Ventilation is key to staying healthy and not developing an allergy to the chemistry.

Good luck.


----------



## loopy

My set up probably cost about $300 when it was all said and done. I got my enlarger from my local photo shop and my film tanks off e-bay (local). I scored some large trays for free but purchased my small ones new. 

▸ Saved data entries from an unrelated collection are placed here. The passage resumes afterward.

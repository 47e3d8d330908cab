use std::collections::BTreeSet;

use stash::{Immediate, KeyValueStore, MemoryStore, RetryPolicy, WriteError, read_json, retry, write_json};

fn init_logger() {
    let _ = env_logger::builder().is_test(true).try_init();
}

#[test]
fn retried_write_survives_transient_failures() {
    init_logger();
    let store = MemoryStore::new();
    store.fail_writes(2);

    let ids: BTreeSet<&str> = ["moja", "mbili"].into_iter().collect();
    let result = futures::executor::block_on(retry(
        &RetryPolicy::default(),
        &Immediate,
        "save numbers",
        || write_json(&store, "sw-numbers-learnedWords", &ids),
    ));

    assert!(result.is_ok());
    assert_eq!(
        read_json::<BTreeSet<String>>(&store, "sw-numbers-learnedWords"),
        Some(["mbili".to_string(), "moja".to_string()].into_iter().collect())
    );
}

#[test]
fn exhausted_retries_leave_prior_value_and_report() {
    init_logger();
    let store = MemoryStore::new();
    write_json(&store, "flag", &false).unwrap();
    store.fail_writes(10);

    let result = futures::executor::block_on(retry(
        &RetryPolicy::default(),
        &Immediate,
        "save flag",
        || write_json(&store, "flag", &true),
    ));

    assert!(matches!(result, Err(WriteError::Store(_))));
    assert_eq!(store.get("flag").unwrap().as_deref(), Some("false"));
}
//! Durable learner progress on top of a [`KeyValueStore`].
//!
//! Reads never fail: absent or malformed values come back as the empty/default
//! state. Writes report a [`SaveError`] so the caller can warn the learner.

use std::collections::BTreeSet;

use chrono::{DateTime, Utc};
use language_utils::{CategoryId, CategoryKey, ItemId, Language, VocabularyItem};
use serde::{Deserialize, Serialize};
use stash::{
    Immediate, KeyValueStore, Pause, RetryPolicy, WriteError, read_json, try_read_json, write_json,
};

use crate::config::{DrillMode, Settings};
use crate::keys::StoredKey;
use crate::tracker::SessionScore;

#[derive(Debug, thiserror::Error)]
#[error("Could not save progress to {key}: {source}")]
pub struct SaveError {
    pub key: String,
    #[source]
    pub source: WriteError,
}

#[derive(Copy, Clone, Debug, Default, Serialize, Deserialize, PartialEq, Eq)]
#[serde(rename_all = "camelCase")]
pub enum CheckpointPhase {
    #[default]
    Preview,
    Test,
}

/// `{language}-{category}-inProgress`: enough to pick an interrupted session back up.
#[derive(Clone, Debug, Serialize, Deserialize, PartialEq, Eq)]
#[serde(rename_all = "camelCase")]
pub struct ResumableSession {
    pub items: Vec<VocabularyItem>,
    pub scores: SessionScore,
    #[serde(with = "chrono::serde::ts_milliseconds")]
    pub timestamp: DateTime<Utc>,
    pub mode: DrillMode,
    /// Preview position while previewing, questions answered while testing.
    pub queue_position: usize,
    #[serde(default)]
    pub phase: CheckpointPhase,
}

impl ResumableSession {
    pub fn is_fresh(&self, now: DateTime<Utc>, window: chrono::Duration) -> bool {
        now.signed_duration_since(self.timestamp) < window
    }
}

pub struct ProgressStore<S> {
    store: S,
    settings: Settings,
    pause: Box<dyn Pause>,
}

impl<S> std::fmt::Debug for ProgressStore<S> {
    fn fmt(&self, f: &mut std::fmt::Formatter<'_>) -> std::fmt::Result {
        f.debug_struct("ProgressStore")
            .field("settings", &self.settings)
            .finish_non_exhaustive()
    }
}

impl<S: KeyValueStore> ProgressStore<S> {
    pub fn new(store: S) -> Self {
        Self {
            store,
            settings: Settings::default(),
            pause: Box::new(Immediate),
        }
    }

    pub fn with_settings(mut self, settings: Settings) -> Self {
        self.settings = settings;
        self
    }

    pub fn with_pause(mut self, pause: impl Pause + 'static) -> Self {
        self.pause = Box::new(pause);
        self
    }

    pub fn store(&self) -> &S {
        &self.store
    }

    pub fn settings(&self) -> &Settings {
        &self.settings
    }

    pub(crate) fn retry_policy(&self) -> &RetryPolicy {
        &self.settings.retry
    }

    pub(crate) fn pause(&self) -> &dyn Pause {
        self.pause.as_ref()
    }

    /// One write attempt, no retries. For data whose loss is recoverable.
    pub(crate) fn write_once<T: Serialize + ?Sized>(
        &self,
        key: &StoredKey,
        value: &T,
    ) -> Result<(), SaveError> {
        let key = key.render();
        write_json(&self.store, &key, value).map_err(|source| SaveError { key, source })
    }

    pub(crate) fn remove_once(&self, key: &StoredKey) -> Result<(), SaveError> {
        let key = key.render();
        self.store.remove(&key).map_err(|e| SaveError {
            key,
            source: WriteError::Store(e),
        })
    }

    pub fn load_mastered_set(&self, key: &CategoryKey) -> BTreeSet<ItemId> {
        read_json(&self.store, &StoredKey::LearnedWords(key.clone()).render()).unwrap_or_default()
    }

    /// Union `ids` into the stored set. Idempotent; retried with backoff.
    /// Returns the set as stored.
    pub async fn save_mastered_set(
        &self,
        key: &CategoryKey,
        ids: &[ItemId],
    ) -> Result<BTreeSet<ItemId>, SaveError> {
        let storage_key = StoredKey::LearnedWords(key.clone()).render();
        stash::retry(
            &self.settings.retry,
            self.pause.as_ref(),
            &format!("save {storage_key}"),
            || {
                // re-read on every attempt so a concurrent session's additions survive;
                // an unreadable store fails the attempt rather than merging into nothing
                let mut merged: BTreeSet<ItemId> =
                    try_read_json(&self.store, &storage_key)?.unwrap_or_default();
                merged.extend(ids.iter().cloned());
                write_json(&self.store, &storage_key, &merged).map(|()| merged)
            },
        )
        .await
        .map_err(|source| SaveError {
            key: storage_key.clone(),
            source,
        })
    }

    /// Returns the checkpoint if it is within the freshness window. A stale one
    /// is removed and reported as absent.
    pub fn load_resumable_session(
        &self,
        key: &CategoryKey,
        now: DateTime<Utc>,
    ) -> Option<ResumableSession> {
        let stored_key = StoredKey::InProgress(key.clone());
        let session: ResumableSession = read_json(&self.store, &stored_key.render())?;
        if session.is_fresh(now, self.settings.resume_window()) {
            return Some(session);
        }
        log::info!(
            "Discarding expired session for {key} from {}",
            session.timestamp
        );
        if let Err(e) = self.remove_once(&stored_key) {
            log::warn!("{e}");
        }
        None
    }

    pub fn save_resumable_session(
        &self,
        key: &CategoryKey,
        session: &ResumableSession,
    ) -> Result<(), SaveError> {
        self.write_once(&StoredKey::InProgress(key.clone()), session)
    }

    pub fn clear_resumable_session(&self, key: &CategoryKey) -> Result<(), SaveError> {
        self.remove_once(&StoredKey::InProgress(key.clone()))
    }

    pub fn is_completed(&self, key: &CategoryKey) -> bool {
        read_json(&self.store, &StoredKey::Completed(key.clone()).render()).unwrap_or(false)
    }

    pub fn mark_completed(&self, key: &CategoryKey) -> Result<(), SaveError> {
        self.write_once(&StoredKey::Completed(key.clone()), &true)
    }

    /// Forget everything learned in a category. The only way items leave the
    /// mastered set.
    pub fn reset_category(&self, key: &CategoryKey) -> Result<(), SaveError> {
        self.remove_once(&StoredKey::LearnedWords(key.clone()))?;
        self.remove_once(&StoredKey::Completed(key.clone()))?;
        self.remove_once(&StoredKey::InProgress(key.clone()))
    }

    /// Categories of `language` that have a stored learned set.
    pub fn tracked_categories(&self, language: Language) -> Vec<CategoryId> {
        let keys = match self.store.keys() {
            Ok(keys) => keys,
            Err(e) => {
                log::error!("Failed to list stored keys: {e}");
                return Vec::new();
            }
        };
        keys.iter()
            .filter_map(|raw| match StoredKey::parse(raw)? {
                StoredKey::LearnedWords(key) if key.language == language => Some(key.category),
                _ => None,
            })
            .collect()
    }
}

#[cfg(test)]
mod tests {
    use super::*;
    use futures::executor::block_on;
    use stash::MemoryStore;

    fn key() -> CategoryKey {
        CategoryKey::new(Language::Swahili, CategoryId::new("food"))
    }

    fn ids(words: &[&str]) -> Vec<ItemId> {
        words.iter().map(|w| ItemId::from_surface(w)).collect()
    }

    #[test]
    fn save_is_a_union() {
        let progress = ProgressStore::new(MemoryStore::new());
        block_on(progress.save_mastered_set(&key(), &ids(&["chai", "maji"]))).unwrap();
        let stored = block_on(progress.save_mastered_set(&key(), &ids(&["maji", "wali"]))).unwrap();
        assert_eq!(stored, ids(&["chai", "maji", "wali"]).into_iter().collect::<BTreeSet<_>>());
        assert_eq!(progress.load_mastered_set(&key()), stored);
    }

    #[test]
    fn save_is_idempotent() {
        let progress = ProgressStore::new(MemoryStore::new());
        block_on(progress.save_mastered_set(&key(), &ids(&["chai"]))).unwrap();
        let once = progress.store().snapshot();
        block_on(progress.save_mastered_set(&key(), &ids(&["chai"]))).unwrap();
        assert_eq!(progress.store().snapshot(), once);
    }

    #[test]
    fn malformed_mastered_set_reads_as_empty() {
        let store = MemoryStore::new();
        store.set("sw-food-learnedWords", "{\"oops\":").unwrap();
        let progress = ProgressStore::new(store);
        assert!(progress.load_mastered_set(&key()).is_empty());

        // and a save over it starts from scratch instead of failing
        block_on(progress.save_mastered_set(&key(), &ids(&["chai"]))).unwrap();
        assert_eq!(progress.load_mastered_set(&key()), ids(&["chai"]).into_iter().collect::<BTreeSet<_>>());
    }

    #[test]
    fn save_retries_then_reports() {
        let progress = ProgressStore::new(MemoryStore::new());
        progress.store().fail_writes(2);
        assert!(block_on(progress.save_mastered_set(&key(), &ids(&["chai"]))).is_ok());

        progress.store().fail_writes(3);
        let err = block_on(progress.save_mastered_set(&key(), &ids(&["maji"]))).unwrap_err();
        assert_eq!(err.key, "sw-food-learnedWords");
        assert_eq!(progress.load_mastered_set(&key()), ids(&["chai"]).into_iter().collect::<BTreeSet<_>>());
    }

    #[test]
    fn unreadable_store_never_shrinks_the_mastered_set() {
        let progress = ProgressStore::new(MemoryStore::new());
        block_on(progress.save_mastered_set(&key(), &ids(&["chai", "maji"]))).unwrap();

        progress.store().fail_reads(1);
        let stored = block_on(progress.save_mastered_set(&key(), &ids(&["wali"]))).unwrap();
        assert_eq!(stored, ids(&["chai", "maji", "wali"]).into_iter().collect::<BTreeSet<_>>());

        progress.store().fail_reads(10);
        let err = block_on(progress.save_mastered_set(&key(), &ids(&["ndizi"]))).unwrap_err();
        assert!(matches!(err.source, WriteError::Store(_)));
        progress.store().fail_reads(0);
        assert_eq!(progress.load_mastered_set(&key()), stored);
    }

    #[test]
    fn resumable_session_respects_freshness_window() {
        let progress = ProgressStore::new(MemoryStore::new());
        let now = Utc::now();
        let session = ResumableSession {
            items: Vec::new(),
            scores: [(ItemId::from_surface("chai"), 2)].into_iter().collect(),
            timestamp: now - chrono::Duration::hours(25),
            mode: DrillMode::Learn,
            queue_position: 4,
            phase: CheckpointPhase::Test,
        };
        progress.save_resumable_session(&key(), &session).unwrap();
        assert_eq!(progress.load_resumable_session(&key(), now), None);
        assert_eq!(progress.store().get("sw-food-inProgress").unwrap(), None);

        let fresh = ResumableSession {
            timestamp: now - chrono::Duration::hours(23),
            ..session
        };
        progress.save_resumable_session(&key(), &fresh).unwrap();
        let loaded = progress.load_resumable_session(&key(), now).unwrap();
        assert_eq!(loaded.scores, fresh.scores);
        assert_eq!(loaded.queue_position, 4);

        progress.clear_resumable_session(&key()).unwrap();
        assert_eq!(progress.load_resumable_session(&key(), now), None);
    }

    #[test]
    fn checkpoint_uses_legacy_field_names() {
        let progress = ProgressStore::new(MemoryStore::new());
        let session = ResumableSession {
            items: Vec::new(),
            scores: SessionScore::new(),
            timestamp: DateTime::from_timestamp_millis(1_700_000_000_000).unwrap(),
            mode: DrillMode::Grammar,
            queue_position: 1,
            phase: CheckpointPhase::Preview,
        };
        progress.save_resumable_session(&key(), &session).unwrap();
        let raw: serde_json::Value = serde_json::from_str(
            &progress.store().get("sw-food-inProgress").unwrap().unwrap(),
        )
        .unwrap();
        assert_eq!(raw["timestamp"], 1_700_000_000_000i64);
        assert_eq!(raw["mode"], "grammar");
        assert_eq!(raw["queuePosition"], 1);
    }

    #[test]
    fn reset_clears_category_state() {
        let progress = ProgressStore::new(MemoryStore::new());
        block_on(progress.save_mastered_set(&key(), &ids(&["chai"]))).unwrap();
        progress.mark_completed(&key()).unwrap();
        assert!(progress.is_completed(&key()));

        progress.reset_category(&key()).unwrap();
        assert!(progress.load_mastered_set(&key()).is_empty());
        assert!(!progress.is_completed(&key()));
    }

    #[test]
    fn lists_tracked_categories_per_language() {
        let progress = ProgressStore::new(MemoryStore::new());
        block_on(progress.save_mastered_set(&key(), &ids(&["chai"]))).unwrap();
        let zulu = CategoryKey::new(Language::Zulu, CategoryId::new("food"));
        block_on(progress.save_mastered_set(&zulu, &ids(&["amanzi"]))).unwrap();
        progress.mark_completed(&key()).unwrap();

        assert_eq!(
            progress.tracked_categories(Language::Swahili),
            vec![CategoryId::new("food")]
        );
    }
}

I don't have a sink in mine, but I wish I did.


----------



## jho

I'm glad I came across this post. I'm thinking about setting something up in my basement too. The only space I can think of is under my stairs, which height poses as a problem but there should be enough room to move around, for the chemical trays, enlarger and I have access to water there as well.


----------



## trojancast

Bravo to you for embracing film. You have joined a special community who welcome you.  I agree with all of the above posts, but would also steer you to freestylephoto.biz a company dedicated to students of film photography.  Their new gear is quite reasonably priced, as it is geared to students.  The site also contains a wealth of information.  Very best of luck!


----------



## Professional

It is a long story but i started to shoot film or analog last year and i felt the same way, i felt that i make the photo from a to Z, printing it by darkroom or my printer doesn't matter but i can see that all the process i did by myself, so fun.
I started with MF film and end up with large format, but still i didn't shoot one sheet yet, so i hope by this month i can shoot some and see.
I have just half darkroom for processing/developing my B&W film in my bathroom, there is a space for printing but i don't want to start to print now until i understand film and developing things, i bought the three trilogy books of Ansel Adams, and i was planning to make this year [2011] as a year of printing and last year of negative, but i think i will keep last year and this year for camera and negative and next year for printing.


----------



## SlickSalmon

The stuff is the easy part.  eBay or Craigslist will probably render someone who wants to get rid of their whole rig.  The hard part is the space.  It's got to be dark, ventilated, and have access to running water.  Since photographic processing is temperature sensitive, and you'll be storing chemicals, the space also has to be temperature controlled.  Finally, it needs to be a space where you can leave everything set up.  It's a pain to set up and put things away every time you want to do something, so you'll find you'll never do it.


----------



## iduv

If you are wanting a easy setup and just develop 35mm negatives - you can snap up a Rondinax daylight developing tank (or similar) for pretty cheap. You won't need a darkroom at all. I've developed negatives for colour and b&w and its easy. This with a combination of a good negative scanner (I use a canon 8800) makes for a good hybrid way of working with digital and analogue.

They do have them for 120 film, but i've munted 2 rolls of film with it - I don't know if its my fumbling hands or its b**ch to work it, but I would recommend the 35mm tank over the 120. If you are interested in buying it...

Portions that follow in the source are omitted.